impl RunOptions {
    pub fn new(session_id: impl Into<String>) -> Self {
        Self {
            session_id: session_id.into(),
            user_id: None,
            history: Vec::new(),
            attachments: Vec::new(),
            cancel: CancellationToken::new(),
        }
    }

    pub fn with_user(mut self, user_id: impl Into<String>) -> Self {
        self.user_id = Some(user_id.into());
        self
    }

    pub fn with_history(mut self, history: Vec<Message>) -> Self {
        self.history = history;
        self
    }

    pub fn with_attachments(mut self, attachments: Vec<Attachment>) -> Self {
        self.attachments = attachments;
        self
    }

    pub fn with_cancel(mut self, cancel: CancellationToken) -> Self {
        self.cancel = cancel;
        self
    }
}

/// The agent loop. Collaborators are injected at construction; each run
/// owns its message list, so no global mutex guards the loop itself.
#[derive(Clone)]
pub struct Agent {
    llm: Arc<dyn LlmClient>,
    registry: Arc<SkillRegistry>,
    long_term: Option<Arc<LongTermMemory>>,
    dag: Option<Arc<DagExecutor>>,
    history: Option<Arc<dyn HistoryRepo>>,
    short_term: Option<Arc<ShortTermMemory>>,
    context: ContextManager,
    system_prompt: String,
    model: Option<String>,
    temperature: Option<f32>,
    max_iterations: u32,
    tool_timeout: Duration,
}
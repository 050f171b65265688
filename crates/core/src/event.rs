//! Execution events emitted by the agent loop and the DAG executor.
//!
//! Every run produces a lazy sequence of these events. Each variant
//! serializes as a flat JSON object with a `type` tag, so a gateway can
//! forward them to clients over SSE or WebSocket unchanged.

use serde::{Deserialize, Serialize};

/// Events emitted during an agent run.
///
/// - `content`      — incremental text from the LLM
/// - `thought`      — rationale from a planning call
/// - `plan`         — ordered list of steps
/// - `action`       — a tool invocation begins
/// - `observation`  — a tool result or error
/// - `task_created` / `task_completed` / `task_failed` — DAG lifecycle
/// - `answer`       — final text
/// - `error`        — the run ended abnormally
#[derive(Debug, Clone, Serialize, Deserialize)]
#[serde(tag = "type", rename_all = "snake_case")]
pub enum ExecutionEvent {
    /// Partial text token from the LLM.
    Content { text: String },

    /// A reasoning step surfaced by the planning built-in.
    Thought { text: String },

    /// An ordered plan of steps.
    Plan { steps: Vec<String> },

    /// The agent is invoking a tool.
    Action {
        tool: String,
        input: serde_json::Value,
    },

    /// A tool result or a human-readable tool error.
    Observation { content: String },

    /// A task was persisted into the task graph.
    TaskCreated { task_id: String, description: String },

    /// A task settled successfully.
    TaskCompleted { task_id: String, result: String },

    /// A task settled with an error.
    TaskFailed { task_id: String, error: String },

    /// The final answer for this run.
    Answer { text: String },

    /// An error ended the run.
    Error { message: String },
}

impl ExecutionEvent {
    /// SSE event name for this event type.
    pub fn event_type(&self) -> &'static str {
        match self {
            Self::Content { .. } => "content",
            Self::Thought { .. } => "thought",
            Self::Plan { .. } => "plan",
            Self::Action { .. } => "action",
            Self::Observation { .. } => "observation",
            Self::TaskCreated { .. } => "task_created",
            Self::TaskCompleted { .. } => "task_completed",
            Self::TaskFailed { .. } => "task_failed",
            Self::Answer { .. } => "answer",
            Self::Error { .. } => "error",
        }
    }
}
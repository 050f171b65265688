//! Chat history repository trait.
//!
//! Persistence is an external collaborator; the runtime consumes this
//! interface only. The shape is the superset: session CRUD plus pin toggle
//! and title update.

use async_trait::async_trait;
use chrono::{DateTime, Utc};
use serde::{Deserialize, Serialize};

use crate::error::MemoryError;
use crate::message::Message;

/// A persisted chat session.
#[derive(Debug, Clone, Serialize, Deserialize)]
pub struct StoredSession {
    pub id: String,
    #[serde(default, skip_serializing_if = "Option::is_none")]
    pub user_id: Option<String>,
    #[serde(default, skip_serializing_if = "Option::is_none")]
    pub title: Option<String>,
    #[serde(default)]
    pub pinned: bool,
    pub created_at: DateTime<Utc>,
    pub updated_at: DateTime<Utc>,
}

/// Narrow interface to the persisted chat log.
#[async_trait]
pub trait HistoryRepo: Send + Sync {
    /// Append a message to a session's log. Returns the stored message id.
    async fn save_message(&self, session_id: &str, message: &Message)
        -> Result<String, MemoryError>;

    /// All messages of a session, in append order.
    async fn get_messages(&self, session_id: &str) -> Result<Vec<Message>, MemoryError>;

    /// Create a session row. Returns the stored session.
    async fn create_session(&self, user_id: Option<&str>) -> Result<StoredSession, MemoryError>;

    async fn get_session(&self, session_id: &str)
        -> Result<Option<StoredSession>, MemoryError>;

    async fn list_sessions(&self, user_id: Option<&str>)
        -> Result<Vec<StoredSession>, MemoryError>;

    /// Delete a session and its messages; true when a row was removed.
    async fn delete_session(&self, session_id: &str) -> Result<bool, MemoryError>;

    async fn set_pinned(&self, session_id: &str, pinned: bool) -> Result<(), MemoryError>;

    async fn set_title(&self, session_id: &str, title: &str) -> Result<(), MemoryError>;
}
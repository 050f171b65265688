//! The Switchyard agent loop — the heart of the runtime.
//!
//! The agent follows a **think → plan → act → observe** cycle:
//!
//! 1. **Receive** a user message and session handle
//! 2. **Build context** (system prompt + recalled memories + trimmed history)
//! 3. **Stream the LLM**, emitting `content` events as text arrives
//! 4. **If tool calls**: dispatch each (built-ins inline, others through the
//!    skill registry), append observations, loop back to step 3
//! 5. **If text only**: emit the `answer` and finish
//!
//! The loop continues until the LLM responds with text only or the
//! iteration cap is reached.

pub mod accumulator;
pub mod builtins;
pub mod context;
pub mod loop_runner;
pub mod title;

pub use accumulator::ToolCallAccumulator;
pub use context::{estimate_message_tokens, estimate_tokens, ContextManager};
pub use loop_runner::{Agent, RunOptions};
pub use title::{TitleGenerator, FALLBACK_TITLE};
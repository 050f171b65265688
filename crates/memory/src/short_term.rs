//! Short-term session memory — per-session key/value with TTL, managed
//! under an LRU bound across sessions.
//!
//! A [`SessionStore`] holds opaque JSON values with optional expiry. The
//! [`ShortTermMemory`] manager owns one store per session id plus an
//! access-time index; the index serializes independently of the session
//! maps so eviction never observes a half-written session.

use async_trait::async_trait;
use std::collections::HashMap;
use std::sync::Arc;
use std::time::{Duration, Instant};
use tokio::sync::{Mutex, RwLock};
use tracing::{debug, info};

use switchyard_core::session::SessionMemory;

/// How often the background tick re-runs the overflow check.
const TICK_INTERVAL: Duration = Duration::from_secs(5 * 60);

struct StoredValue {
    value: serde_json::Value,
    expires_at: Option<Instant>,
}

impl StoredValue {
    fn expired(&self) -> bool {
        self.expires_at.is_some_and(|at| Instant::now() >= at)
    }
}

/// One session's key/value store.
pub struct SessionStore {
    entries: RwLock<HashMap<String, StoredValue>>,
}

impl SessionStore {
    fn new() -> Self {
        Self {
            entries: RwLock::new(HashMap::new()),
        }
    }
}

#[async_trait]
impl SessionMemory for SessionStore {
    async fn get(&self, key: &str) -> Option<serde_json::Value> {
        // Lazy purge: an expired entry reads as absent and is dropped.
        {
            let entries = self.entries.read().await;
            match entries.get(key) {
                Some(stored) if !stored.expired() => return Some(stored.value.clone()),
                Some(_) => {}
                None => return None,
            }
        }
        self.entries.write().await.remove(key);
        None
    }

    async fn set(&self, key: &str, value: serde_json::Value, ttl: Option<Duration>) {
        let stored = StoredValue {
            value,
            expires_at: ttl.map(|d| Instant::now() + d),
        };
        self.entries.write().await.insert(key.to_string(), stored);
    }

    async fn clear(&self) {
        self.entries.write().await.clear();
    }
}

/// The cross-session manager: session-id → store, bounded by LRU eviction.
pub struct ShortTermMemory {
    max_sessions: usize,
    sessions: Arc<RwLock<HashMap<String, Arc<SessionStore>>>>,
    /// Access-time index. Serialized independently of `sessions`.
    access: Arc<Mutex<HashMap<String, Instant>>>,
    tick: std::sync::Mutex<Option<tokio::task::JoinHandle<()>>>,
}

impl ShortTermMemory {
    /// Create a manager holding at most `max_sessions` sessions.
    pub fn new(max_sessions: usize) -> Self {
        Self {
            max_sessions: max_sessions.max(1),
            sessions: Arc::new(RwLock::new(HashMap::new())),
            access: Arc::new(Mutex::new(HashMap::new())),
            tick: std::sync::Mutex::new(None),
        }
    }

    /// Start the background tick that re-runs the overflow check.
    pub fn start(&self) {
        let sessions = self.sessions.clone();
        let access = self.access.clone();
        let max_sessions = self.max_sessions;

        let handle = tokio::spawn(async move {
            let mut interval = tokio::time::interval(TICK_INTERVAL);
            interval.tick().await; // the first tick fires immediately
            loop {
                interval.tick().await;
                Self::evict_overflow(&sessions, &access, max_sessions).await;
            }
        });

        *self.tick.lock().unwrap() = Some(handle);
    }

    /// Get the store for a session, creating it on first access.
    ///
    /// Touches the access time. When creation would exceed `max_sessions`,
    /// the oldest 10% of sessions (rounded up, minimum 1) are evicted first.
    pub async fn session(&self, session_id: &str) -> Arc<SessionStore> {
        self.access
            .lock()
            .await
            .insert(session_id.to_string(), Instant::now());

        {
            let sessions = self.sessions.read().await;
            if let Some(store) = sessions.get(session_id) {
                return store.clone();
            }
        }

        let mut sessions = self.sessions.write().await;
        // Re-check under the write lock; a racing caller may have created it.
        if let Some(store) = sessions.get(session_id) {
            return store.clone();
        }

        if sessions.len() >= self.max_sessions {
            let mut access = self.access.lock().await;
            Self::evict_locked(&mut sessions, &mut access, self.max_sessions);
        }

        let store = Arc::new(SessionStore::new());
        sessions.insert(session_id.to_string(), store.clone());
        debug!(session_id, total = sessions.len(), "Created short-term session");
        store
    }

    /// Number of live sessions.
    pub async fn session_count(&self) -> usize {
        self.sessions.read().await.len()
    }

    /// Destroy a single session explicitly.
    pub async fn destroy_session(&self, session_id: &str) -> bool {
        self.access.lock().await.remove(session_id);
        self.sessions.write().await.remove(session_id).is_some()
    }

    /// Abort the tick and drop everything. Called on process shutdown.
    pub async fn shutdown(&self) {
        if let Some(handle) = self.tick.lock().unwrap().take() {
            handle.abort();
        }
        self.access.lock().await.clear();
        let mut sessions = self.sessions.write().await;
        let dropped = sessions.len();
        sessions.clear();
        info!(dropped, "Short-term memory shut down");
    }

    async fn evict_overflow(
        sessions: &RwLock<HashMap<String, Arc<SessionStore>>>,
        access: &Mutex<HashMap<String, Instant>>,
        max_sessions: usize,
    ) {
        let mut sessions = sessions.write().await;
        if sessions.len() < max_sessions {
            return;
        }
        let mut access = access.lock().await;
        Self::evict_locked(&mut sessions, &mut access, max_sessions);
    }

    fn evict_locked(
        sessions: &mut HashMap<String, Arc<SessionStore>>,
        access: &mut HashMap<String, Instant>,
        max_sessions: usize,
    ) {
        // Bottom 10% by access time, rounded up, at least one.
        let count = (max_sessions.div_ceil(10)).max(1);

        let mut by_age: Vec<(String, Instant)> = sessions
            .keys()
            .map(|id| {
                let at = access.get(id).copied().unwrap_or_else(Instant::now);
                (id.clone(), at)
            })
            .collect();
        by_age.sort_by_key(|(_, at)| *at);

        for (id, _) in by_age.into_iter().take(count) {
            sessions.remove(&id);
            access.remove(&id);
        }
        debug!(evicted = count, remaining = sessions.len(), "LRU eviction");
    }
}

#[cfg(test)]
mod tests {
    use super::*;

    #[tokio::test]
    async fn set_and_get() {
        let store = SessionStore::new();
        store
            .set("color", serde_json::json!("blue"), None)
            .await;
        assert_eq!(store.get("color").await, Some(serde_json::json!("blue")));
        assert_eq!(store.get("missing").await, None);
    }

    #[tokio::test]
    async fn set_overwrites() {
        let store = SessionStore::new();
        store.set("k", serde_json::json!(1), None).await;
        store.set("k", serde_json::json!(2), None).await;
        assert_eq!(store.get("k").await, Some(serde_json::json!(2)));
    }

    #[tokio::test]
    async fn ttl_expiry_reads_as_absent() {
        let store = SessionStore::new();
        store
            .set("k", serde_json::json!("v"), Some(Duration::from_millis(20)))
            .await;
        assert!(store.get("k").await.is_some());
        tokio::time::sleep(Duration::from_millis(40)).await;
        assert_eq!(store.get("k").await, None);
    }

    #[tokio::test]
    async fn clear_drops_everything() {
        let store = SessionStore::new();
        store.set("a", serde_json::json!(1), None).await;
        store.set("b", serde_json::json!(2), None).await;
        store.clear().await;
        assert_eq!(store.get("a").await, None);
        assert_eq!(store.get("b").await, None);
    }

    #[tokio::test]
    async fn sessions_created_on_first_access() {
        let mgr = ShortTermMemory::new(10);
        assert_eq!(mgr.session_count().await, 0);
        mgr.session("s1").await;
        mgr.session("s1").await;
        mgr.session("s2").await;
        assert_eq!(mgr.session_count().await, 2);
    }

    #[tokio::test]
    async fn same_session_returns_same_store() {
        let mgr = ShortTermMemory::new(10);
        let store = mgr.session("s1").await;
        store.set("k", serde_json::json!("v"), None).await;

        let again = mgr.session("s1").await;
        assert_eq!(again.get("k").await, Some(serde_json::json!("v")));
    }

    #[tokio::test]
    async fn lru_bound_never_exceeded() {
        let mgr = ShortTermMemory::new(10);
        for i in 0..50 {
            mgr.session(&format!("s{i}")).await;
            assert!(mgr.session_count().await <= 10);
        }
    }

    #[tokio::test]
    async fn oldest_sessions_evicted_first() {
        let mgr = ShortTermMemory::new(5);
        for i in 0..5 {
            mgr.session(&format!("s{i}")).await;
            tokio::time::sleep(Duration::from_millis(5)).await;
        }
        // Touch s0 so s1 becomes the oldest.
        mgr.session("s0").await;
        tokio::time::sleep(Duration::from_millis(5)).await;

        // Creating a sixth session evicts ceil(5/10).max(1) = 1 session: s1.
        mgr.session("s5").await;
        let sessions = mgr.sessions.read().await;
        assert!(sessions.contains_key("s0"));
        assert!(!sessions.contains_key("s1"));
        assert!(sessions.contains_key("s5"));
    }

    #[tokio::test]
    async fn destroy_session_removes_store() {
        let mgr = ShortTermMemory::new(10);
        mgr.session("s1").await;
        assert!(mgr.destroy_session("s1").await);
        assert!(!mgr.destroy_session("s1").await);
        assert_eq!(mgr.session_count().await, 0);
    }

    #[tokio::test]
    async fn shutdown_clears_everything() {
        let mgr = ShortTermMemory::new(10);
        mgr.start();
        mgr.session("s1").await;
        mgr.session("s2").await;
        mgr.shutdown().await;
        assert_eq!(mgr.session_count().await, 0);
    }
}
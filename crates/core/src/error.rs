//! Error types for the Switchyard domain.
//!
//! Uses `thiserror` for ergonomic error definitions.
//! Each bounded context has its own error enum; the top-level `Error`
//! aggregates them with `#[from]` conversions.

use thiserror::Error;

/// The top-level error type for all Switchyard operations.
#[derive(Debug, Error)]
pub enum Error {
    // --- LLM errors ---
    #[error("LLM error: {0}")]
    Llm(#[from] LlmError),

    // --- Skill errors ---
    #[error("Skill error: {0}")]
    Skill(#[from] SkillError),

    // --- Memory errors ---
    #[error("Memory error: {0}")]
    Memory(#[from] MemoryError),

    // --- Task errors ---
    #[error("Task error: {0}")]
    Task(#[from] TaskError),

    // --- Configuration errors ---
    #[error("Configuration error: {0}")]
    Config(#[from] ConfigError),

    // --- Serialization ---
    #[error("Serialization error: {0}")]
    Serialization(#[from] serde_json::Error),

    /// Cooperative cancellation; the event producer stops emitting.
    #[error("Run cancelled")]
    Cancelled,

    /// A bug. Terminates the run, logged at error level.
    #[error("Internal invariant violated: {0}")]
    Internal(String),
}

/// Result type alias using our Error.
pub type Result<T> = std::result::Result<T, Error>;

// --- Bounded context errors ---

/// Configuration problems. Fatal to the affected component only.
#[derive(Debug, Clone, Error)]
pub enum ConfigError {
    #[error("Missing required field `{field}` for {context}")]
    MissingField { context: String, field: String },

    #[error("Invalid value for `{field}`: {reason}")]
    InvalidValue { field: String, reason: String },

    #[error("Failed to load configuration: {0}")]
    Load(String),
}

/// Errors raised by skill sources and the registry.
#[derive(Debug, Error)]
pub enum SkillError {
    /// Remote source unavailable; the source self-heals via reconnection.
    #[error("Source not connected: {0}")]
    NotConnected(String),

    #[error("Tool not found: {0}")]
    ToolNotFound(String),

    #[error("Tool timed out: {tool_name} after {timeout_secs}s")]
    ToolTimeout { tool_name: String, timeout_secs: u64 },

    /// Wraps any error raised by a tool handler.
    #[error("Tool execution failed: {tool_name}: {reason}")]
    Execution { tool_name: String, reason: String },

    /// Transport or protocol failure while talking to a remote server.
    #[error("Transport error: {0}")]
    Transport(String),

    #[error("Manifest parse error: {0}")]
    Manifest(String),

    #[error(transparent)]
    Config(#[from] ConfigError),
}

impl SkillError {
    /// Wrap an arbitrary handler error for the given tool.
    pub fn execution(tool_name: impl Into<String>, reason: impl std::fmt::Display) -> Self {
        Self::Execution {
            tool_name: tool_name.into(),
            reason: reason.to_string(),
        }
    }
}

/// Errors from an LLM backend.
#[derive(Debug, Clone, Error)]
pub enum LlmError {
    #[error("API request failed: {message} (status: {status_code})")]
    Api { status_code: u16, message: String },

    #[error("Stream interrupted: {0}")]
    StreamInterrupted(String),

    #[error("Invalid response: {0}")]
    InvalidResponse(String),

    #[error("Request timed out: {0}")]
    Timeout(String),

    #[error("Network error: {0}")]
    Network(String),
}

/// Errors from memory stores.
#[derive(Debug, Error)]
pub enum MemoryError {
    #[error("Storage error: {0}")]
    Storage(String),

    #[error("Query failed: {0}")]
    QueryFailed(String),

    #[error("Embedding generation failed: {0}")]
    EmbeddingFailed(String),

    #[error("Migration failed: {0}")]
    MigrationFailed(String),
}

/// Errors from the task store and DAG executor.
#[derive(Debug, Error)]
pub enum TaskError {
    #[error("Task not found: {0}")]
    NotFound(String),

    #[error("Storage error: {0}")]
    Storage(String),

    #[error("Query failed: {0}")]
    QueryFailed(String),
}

## What you should do
Please copy the lines above from the line with "mgr.shutdown().await;" up to and including the line with "pub enum Error", exactly as written and with nothing else.

## Reply to the exercise
        mgr.shutdown().await;
        assert_eq!(mgr.session_count().await, 0);
    }
}
filename crates/core/src/error.rs
//! Error types for the Switchyard domain.
//!
//! Uses `thiserror` for ergonomic error definitions.
//! Each bounded context has its own error enum; the top-level `Error`
//! aggregates them with `#[from]` conversions.

use thiserror::Error;

/// The top-level error type for all Switchyard operations.
#[derive(Debug, Error)]
pub enum Error {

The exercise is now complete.